I have finally achieved ID! Well, sort of. I lost my passport a few weeks ago, the only form of proper ID I had. So, today, after my interview, I headed to the DMV down on Greenwich Street and figured I'd try to get my learner's permit. After seeing the line, I decided that I'd just get a non-driver's and take it from there. Half an hour on line waiting to get my picture taken, then another 10 minutes at the window while the woman behind the desk pretended she didn't know what all my various forms of ID were (blatant lie, since they were all pretty self frickin' explanatory), and then over an HOUR waiting to get a temporary card, which I promptly left at
eleanor 's house, where I stopped to try and cheer up a glum mama, and scarf down a lamb gyro (which, actually, ended up cheering her up, as I was assaulted by Norton the cat on the table, Morgan the dog begging from the floor, and Ellie the person who should know better just reaching into my plate!). I then watched an episode of seaQuest 2032 (the third and final season of the show) while she got dressed to go out. I was supposed to go out and meet someone tonight, but I'm too tired. I should probably call him, actually.

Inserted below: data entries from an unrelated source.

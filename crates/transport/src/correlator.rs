use std::collections::{HashMap, VecDeque};
use std::sync::atomic::{AtomicBool, Ordering};
use std::sync::{Arc, Mutex};

use serde_json::Value;
use tokio::sync::{mpsc, oneshot};

use margin_protocol::ErrorData;

use super::connection::{Connection, HandlerId};
use super::error::{ExchangeAbandonedSnafu, ServerSnafu, TransportError, TransportResult};

const DEFAULT_SERVER_ERROR: &str = "request failed";

type Settlement = TransportResult<Value>;

struct PendingKind {
    // Kept only so the table can describe itself; the dispatchers stay
    // registered for the connection's lifetime once a kind is first used.
    completed_event: String,
    entries: VecDeque<(u64, oneshot::Sender<Settlement>)>,
}

#[derive(Default)]
struct CorrelationTable {
    next_entry_id: u64,
    // Keyed by completed-event name; one dispatcher pair per kind.
    pending: HashMap<String, PendingKind>,
}

/// Turns the connection's fire-and-forget frames into awaitable exchanges.
///
/// Every in-flight request is an entry in the correlation table, keyed by
/// its completed/error event-name pair. The first terminal frame for a kind
/// settles the oldest entry and removes it; an entry whose future is
/// dropped (caller timeout, cancellation) removes itself, so a late frame
/// finds nothing to settle and is ignored like any other unclaimed event.
#[derive(Clone)]
pub struct Correlator {
    connection: Connection,
    table: Arc<Mutex<CorrelationTable>>,
}

impl Correlator {
    pub fn new(connection: Connection) -> Self {
        Self {
            connection,
            table: Arc::new(Mutex::new(CorrelationTable::default())),
        }
    }

    pub fn connection(&self) -> &Connection {
        &self.connection
    }

    /// Sends `send_event` and resolves with the first `completed_event`
    /// frame, or fails with the server message carried by the first
    /// `error_event` frame. No timeout is imposed here; timeout policy
    /// belongs to the caller.
    pub async fn request(
        &self,
        send_event: &str,
        payload: Value,
        completed_event: &str,
        error_event: &str,
    ) -> TransportResult<Value> {
        let (receiver, _ticket) = self.enlist(completed_event, error_event);
        self.connection.send(send_event, payload)?;

        match receiver.await {
            Ok(settlement) => settlement,
            Err(_closed) => ExchangeAbandonedSnafu {
                stage: "request",
                event: send_event.to_string(),
            }
            .fail(),
        }
    }

    /// Starts a streaming exchange: zero or more `token_event` frames, then
    /// exactly one terminal (`completed_event` or `error_event`).
    ///
    /// Tokens are observed through the returned exchange as they arrive;
    /// the exchange yields exactly one terminal event. Dropping it
    /// deregisters all three handlers.
    pub fn send_streaming(
        &self,
        send_event: &str,
        payload: Value,
        token_event: &str,
        completed_event: &str,
        error_event: &str,
    ) -> TransportResult<StreamingExchange> {
        let (event_tx, events) = mpsc::unbounded_channel();
        let settled = Arc::new(AtomicBool::new(false));
        let mut guard = StreamGuard {
            connection: self.connection.clone(),
            handlers: Vec::with_capacity(3),
        };

        let token_id = self.connection.on_message(token_event, {
            let event_tx = event_tx.clone();
            let settled = settled.clone();
            move |payload: &Value| {
                if !settled.load(Ordering::SeqCst) {
                    let _ = event_tx.send(StreamEvent::Token(payload.clone()));
                }
            }
        });
        guard.handlers.push((token_event.to_string(), token_id));

        let completed_id = self.connection.on_message(completed_event, {
            let event_tx = event_tx.clone();
            let settled = settled.clone();
            move |payload: &Value| {
                if !settled.swap(true, Ordering::SeqCst) {
                    let _ = event_tx.send(StreamEvent::Completed(payload.clone()));
                }
            }
        });
        guard
            .handlers
            .push((completed_event.to_string(), completed_id));

        let error_id = self.connection.on_message(error_event, {
            let settled = settled.clone();
            move |payload: &Value| {
                if !settled.swap(true, Ordering::SeqCst) {
                    let _ = event_tx.send(StreamEvent::Failed(server_error(payload, "streaming")));
                }
            }
        });
        guard.handlers.push((error_event.to_string(), error_id));

        self.connection.send(send_event, payload)?;

        Ok(StreamingExchange {
            events,
            _guard: guard,
        })
    }

    fn enlist(
        &self,
        completed_event: &str,
        error_event: &str,
    ) -> (oneshot::Receiver<Settlement>, CorrelationTicket) {
        let mut table = lock_table(&self.table);

        if !table.pending.contains_key(completed_event) {
            let key = completed_event.to_string();

            self.connection.on_message(completed_event, {
                let table = self.table.clone();
                let key = key.clone();
                move |payload: &Value| settle(&table, &key, Ok(payload.clone()))
            });
            self.connection.on_message(error_event, {
                let table = self.table.clone();
                let key = key.clone();
                move |payload: &Value| settle(&table, &key, Err(server_error(payload, "request")))
            });

            table.pending.insert(
                key.clone(),
                PendingKind {
                    completed_event: key,
                    entries: VecDeque::new(),
                },
            );
        }

        let entry_id = table.next_entry_id;
        table.next_entry_id += 1;

        let (sender, receiver) = oneshot::channel();
        if let Some(kind) = table.pending.get_mut(completed_event) {
            kind.entries.push_back((entry_id, sender));
        }

        let ticket = CorrelationTicket {
            table: self.table.clone(),
            key: completed_event.to_string(),
            entry_id,
        };
        (receiver, ticket)
    }
}

/// Settles the oldest pending entry for `key` exactly once.
fn settle(table: &Arc<Mutex<CorrelationTable>>, key: &str, settlement: Settlement) {
    let mut table = lock_table(table);
    let Some(kind) = table.pending.get_mut(key) else {
        return;
    };
    let Some((_, sender)) = kind.entries.pop_front() else {
        tracing::debug!(event = %kind.completed_event, "terminal frame with no pending request");
        return;
    };
    // The receiver may already be gone (caller timed out); that is fine.
    let _ = sender.send(settlement);
}

fn server_error(payload: &Value, stage: &'static str) -> TransportError {
    let message = match payload {
        Value::String(text) if !text.trim().is_empty() => text.clone(),
        other => serde_json::from_value::<ErrorData>(other.clone())
            .unwrap_or_default()
            .message_or(DEFAULT_SERVER_ERROR),
    };
    ServerSnafu { stage, message }.build()
}

/// Removes its table entry when dropped, whether the request settled or the
/// caller gave up. Settled entries are already gone, so the drop is a no-op.
struct CorrelationTicket {
    table: Arc<Mutex<CorrelationTable>>,
    key: String,
    entry_id: u64,
}

impl Drop for CorrelationTicket {
    fn drop(&mut self) {
        let mut table = lock_table(&self.table);
        if let Some(kind) = table.pending.get_mut(&self.key) {
            kind.entries.retain(|(id, _)| *id != self.entry_id);
        }
    }
}

/// One streamed exchange in flight.
#[derive(Debug)]
pub enum StreamEvent {
    /// Intermediate token payload; zero or more per exchange.
    Token(Value),
    /// Terminal success payload; exactly one terminal event per exchange.
    Completed(Value),
    Failed(TransportError),
}

pub struct StreamingExchange {
    events: mpsc::UnboundedReceiver<StreamEvent>,
    _guard: StreamGuard,
}

impl StreamingExchange {
    /// Next stream event; `None` only if the connection died before a
    /// terminal frame arrived.
    pub async fn next_event(&mut self) -> Option<StreamEvent> {
        self.events.recv().await
    }
}

struct StreamGuard {
    connection: Connection,
    handlers: Vec<(String, HandlerId)>,
}

impl Drop for StreamGuard {
    fn drop(&mut self) {
        for (event, id) in self.handlers.drain(..) {
            self.connection.off(&event, id);
        }
    }
}

fn lock_table(table: &Arc<Mutex<CorrelationTable>>) -> std::sync::MutexGuard<'_, CorrelationTable> {
    table
        .lock()
        .unwrap_or_else(|poisoned| poisoned.into_inner())
}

I've also decided not to go to this party late tonight. I think it would be strange and uncomfortable for me, and I'm mostly worried about being out on LI that late. It's my friend's party. He's going to go ahead and drink a whole lot, which is to be expected, and I don't want to have to rely on him to get me home in one piece. That's not really fair to either of us. Plus, if I take the LIRR back home from the Island at 3am, I'd have to walk through Jamaica to the E train, which is not something I'd like to do. I'll invite him out tomorrow for the NYers meeting, and if he stops by for a drink that's great. If not, we'll meet for coffee some other time. I don't want to end up having to stay out on the Island with him, is all, and I don't want him coming back to Queens and needing to stay with me. Now, I doubt that this is what he's all about, I don't get that feeling, but my instinct is telling me that this party is no bueno for me to be showing up at.
So, with that, I'm off to put on my jammies and settle in for another exciting night of
seaQuest tapes that I've dug out of a box. Man, I could be going out to a party and surrounded by men, and instead I'm watching reruns of some lame-ass sci/fi show. . .starring
Jonathan Brandis, no less! Oh, but how I loved me some Jonathan Brandis. . .I was sort of sad when he'd hung himself a couple of years ago, like a fond piece of my childhood was gone.